**WHAT YOU HAVE TO DO**
Return, from the data below, each line that contains the word "PhaseSwitches".

**DATA SHOWN**
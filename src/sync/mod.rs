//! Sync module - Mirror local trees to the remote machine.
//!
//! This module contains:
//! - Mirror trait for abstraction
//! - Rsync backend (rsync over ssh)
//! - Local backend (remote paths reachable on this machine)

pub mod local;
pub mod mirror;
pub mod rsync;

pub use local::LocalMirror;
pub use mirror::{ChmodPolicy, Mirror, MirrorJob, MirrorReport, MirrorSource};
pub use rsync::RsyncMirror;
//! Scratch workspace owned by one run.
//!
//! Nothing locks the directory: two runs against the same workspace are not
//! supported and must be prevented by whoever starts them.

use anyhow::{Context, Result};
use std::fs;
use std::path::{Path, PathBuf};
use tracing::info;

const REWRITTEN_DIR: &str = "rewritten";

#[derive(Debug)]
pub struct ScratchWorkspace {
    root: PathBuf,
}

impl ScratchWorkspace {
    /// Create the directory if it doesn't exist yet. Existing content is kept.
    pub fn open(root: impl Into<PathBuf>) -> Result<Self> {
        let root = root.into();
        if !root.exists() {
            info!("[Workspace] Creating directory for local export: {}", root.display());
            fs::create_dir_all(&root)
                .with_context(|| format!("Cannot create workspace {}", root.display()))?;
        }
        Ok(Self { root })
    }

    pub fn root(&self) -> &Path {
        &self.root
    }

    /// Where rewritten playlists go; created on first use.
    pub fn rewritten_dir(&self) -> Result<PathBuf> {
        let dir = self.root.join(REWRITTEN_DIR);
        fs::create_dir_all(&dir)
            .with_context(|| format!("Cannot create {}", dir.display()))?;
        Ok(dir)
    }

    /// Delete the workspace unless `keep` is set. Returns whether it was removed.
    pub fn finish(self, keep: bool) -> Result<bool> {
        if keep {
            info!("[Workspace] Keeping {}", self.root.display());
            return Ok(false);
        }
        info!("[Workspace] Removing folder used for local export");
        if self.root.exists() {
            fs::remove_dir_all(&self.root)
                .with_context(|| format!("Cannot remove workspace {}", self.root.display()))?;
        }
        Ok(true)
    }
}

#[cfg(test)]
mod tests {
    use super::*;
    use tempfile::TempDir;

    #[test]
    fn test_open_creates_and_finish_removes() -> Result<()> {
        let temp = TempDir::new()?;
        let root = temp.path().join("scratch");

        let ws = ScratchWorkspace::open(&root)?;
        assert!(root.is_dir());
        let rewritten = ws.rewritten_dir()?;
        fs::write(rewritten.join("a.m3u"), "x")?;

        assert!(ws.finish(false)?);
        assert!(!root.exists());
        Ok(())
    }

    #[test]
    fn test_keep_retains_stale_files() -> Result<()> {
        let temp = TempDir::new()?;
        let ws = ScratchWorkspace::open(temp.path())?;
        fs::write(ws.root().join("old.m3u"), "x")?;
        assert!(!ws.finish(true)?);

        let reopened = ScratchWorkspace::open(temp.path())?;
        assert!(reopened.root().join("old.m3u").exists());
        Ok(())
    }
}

* * *

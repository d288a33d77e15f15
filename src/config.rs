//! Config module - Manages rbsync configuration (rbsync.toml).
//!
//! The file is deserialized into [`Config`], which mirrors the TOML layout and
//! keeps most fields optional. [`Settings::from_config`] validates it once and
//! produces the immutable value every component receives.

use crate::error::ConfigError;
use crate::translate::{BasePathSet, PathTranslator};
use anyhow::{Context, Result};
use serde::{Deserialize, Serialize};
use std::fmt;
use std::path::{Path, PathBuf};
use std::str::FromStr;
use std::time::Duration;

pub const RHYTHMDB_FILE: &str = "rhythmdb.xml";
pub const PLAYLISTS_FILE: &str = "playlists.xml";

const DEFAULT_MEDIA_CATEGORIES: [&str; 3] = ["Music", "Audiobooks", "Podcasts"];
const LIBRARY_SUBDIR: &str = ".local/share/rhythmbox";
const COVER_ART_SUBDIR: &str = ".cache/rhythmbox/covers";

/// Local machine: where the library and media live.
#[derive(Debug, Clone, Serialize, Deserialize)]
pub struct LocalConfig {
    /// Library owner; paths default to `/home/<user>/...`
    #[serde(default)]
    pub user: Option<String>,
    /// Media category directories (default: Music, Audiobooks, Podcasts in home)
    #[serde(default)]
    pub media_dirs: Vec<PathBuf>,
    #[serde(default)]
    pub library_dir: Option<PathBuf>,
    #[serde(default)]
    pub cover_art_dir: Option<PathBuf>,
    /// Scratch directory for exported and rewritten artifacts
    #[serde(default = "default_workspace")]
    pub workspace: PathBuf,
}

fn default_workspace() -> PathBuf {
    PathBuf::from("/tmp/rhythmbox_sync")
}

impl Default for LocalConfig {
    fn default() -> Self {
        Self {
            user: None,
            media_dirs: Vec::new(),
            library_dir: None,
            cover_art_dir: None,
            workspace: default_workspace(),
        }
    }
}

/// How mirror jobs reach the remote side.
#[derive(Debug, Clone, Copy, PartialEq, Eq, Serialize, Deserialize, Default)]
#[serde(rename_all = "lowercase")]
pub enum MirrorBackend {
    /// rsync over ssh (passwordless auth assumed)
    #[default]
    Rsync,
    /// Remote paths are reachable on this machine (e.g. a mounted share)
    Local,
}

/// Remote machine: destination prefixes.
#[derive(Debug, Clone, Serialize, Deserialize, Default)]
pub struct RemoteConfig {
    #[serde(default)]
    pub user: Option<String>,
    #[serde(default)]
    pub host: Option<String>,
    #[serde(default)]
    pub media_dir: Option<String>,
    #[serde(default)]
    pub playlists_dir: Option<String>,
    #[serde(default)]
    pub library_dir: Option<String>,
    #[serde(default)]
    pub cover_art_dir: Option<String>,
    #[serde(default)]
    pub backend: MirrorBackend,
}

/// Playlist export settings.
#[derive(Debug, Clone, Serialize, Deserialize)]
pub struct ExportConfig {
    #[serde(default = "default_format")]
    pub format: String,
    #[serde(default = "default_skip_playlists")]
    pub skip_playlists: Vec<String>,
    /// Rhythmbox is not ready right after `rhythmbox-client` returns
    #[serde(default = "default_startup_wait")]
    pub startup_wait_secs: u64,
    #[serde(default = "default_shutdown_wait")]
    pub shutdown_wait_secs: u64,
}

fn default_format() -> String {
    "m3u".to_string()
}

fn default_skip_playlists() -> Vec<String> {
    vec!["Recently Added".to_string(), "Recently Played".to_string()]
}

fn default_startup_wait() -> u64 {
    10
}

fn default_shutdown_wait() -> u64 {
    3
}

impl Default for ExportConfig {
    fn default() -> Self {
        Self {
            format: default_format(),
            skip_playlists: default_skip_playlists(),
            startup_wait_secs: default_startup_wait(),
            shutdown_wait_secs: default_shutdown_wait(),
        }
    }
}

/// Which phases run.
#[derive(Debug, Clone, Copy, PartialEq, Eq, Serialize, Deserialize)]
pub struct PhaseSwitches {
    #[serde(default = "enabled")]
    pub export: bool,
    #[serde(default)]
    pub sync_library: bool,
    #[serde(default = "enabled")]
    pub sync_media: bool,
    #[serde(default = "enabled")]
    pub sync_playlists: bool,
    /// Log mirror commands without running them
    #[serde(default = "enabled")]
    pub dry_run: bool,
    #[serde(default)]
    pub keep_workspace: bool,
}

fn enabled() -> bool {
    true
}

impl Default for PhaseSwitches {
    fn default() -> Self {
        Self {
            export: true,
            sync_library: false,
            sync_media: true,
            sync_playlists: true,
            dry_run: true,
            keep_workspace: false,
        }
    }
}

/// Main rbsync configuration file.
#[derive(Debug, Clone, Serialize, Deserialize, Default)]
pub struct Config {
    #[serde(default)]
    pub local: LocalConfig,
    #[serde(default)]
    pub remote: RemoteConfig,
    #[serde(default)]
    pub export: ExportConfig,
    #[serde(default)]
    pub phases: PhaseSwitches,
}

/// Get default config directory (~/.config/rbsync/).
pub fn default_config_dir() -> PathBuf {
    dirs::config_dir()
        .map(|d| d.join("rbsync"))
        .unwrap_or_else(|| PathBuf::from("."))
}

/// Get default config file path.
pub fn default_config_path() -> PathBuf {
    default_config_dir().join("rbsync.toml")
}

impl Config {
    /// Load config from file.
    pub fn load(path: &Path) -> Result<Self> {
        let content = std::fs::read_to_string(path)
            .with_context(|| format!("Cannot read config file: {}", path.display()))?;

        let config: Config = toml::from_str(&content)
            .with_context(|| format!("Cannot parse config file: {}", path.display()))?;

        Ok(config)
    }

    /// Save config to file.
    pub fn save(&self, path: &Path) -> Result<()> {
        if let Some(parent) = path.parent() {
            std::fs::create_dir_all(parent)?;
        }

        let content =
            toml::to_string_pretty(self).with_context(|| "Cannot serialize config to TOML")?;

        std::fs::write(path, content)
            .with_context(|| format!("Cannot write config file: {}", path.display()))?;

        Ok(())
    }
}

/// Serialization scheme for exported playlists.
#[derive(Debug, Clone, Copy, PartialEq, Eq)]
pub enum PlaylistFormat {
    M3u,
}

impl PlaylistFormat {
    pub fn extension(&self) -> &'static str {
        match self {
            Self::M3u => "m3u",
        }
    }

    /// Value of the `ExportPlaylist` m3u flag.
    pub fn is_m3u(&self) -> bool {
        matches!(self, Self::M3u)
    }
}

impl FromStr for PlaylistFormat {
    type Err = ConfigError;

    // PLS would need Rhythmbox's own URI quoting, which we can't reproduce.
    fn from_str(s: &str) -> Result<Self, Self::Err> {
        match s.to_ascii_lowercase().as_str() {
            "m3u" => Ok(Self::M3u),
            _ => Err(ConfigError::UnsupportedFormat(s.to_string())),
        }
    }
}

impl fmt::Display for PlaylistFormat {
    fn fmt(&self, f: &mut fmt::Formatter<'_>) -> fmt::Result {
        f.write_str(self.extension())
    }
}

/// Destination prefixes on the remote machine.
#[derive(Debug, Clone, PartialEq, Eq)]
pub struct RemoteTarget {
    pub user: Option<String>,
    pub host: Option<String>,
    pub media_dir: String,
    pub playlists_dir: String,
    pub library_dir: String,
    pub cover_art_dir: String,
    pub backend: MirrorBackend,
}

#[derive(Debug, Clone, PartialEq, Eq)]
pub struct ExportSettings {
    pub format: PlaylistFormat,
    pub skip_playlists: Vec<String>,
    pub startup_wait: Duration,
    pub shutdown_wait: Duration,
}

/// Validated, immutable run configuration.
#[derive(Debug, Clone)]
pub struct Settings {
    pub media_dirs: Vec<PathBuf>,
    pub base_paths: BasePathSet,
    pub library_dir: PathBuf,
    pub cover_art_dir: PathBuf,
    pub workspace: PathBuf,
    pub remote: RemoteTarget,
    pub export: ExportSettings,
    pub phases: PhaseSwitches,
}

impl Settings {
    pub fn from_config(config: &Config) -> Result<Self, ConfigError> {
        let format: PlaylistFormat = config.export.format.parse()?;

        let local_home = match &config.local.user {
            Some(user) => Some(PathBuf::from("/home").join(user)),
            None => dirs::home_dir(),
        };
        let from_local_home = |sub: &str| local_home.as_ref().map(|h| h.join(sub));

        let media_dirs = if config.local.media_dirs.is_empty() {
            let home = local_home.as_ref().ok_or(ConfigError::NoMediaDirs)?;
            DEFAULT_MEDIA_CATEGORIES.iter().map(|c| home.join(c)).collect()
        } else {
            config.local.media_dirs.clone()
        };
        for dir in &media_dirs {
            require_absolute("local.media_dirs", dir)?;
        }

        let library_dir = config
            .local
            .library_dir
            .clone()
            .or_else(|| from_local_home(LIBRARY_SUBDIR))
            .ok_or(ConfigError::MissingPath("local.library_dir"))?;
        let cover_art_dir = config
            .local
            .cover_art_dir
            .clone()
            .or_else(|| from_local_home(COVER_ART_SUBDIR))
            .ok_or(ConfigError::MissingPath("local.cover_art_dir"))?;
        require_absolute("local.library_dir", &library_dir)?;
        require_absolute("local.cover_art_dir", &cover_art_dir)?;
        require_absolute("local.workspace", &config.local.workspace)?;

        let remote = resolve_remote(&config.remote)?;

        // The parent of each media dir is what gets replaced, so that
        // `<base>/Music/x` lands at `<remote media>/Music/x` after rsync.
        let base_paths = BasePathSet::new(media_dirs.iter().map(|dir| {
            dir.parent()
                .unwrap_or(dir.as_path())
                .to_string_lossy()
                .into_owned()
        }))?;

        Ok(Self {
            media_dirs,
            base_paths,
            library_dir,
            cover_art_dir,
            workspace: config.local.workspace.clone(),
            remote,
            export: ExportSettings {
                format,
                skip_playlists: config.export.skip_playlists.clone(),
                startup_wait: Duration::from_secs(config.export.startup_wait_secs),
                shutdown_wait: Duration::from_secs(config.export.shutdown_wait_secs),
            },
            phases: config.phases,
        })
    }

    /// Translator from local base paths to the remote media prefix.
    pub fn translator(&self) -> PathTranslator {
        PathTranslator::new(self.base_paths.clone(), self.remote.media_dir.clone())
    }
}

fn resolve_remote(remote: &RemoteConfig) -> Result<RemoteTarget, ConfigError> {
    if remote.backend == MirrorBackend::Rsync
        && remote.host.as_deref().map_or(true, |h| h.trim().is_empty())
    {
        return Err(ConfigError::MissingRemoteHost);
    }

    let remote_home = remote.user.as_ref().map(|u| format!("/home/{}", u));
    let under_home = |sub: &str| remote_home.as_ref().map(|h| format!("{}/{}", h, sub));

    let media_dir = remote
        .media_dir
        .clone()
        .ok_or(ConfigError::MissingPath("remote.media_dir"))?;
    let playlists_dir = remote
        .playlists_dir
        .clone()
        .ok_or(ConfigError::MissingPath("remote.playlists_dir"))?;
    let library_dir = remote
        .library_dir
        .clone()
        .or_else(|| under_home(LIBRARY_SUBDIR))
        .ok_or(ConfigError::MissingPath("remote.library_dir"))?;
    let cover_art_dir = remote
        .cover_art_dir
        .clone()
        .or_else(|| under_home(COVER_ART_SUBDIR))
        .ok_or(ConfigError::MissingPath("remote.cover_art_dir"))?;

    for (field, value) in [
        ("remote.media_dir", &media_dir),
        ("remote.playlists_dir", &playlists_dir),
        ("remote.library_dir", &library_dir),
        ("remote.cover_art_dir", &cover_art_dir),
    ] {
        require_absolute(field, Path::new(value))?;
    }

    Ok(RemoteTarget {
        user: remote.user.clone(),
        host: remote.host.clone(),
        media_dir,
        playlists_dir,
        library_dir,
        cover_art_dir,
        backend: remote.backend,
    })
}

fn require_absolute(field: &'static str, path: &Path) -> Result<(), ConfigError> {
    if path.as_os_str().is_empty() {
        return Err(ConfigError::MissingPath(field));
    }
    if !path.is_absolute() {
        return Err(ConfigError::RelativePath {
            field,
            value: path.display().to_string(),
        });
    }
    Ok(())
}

**SOLUTION TO THE PROBLEM**
pub struct PhaseSwitches {
impl Default for PhaseSwitches {
    pub phases: PhaseSwitches,
    pub phases: PhaseSwitches,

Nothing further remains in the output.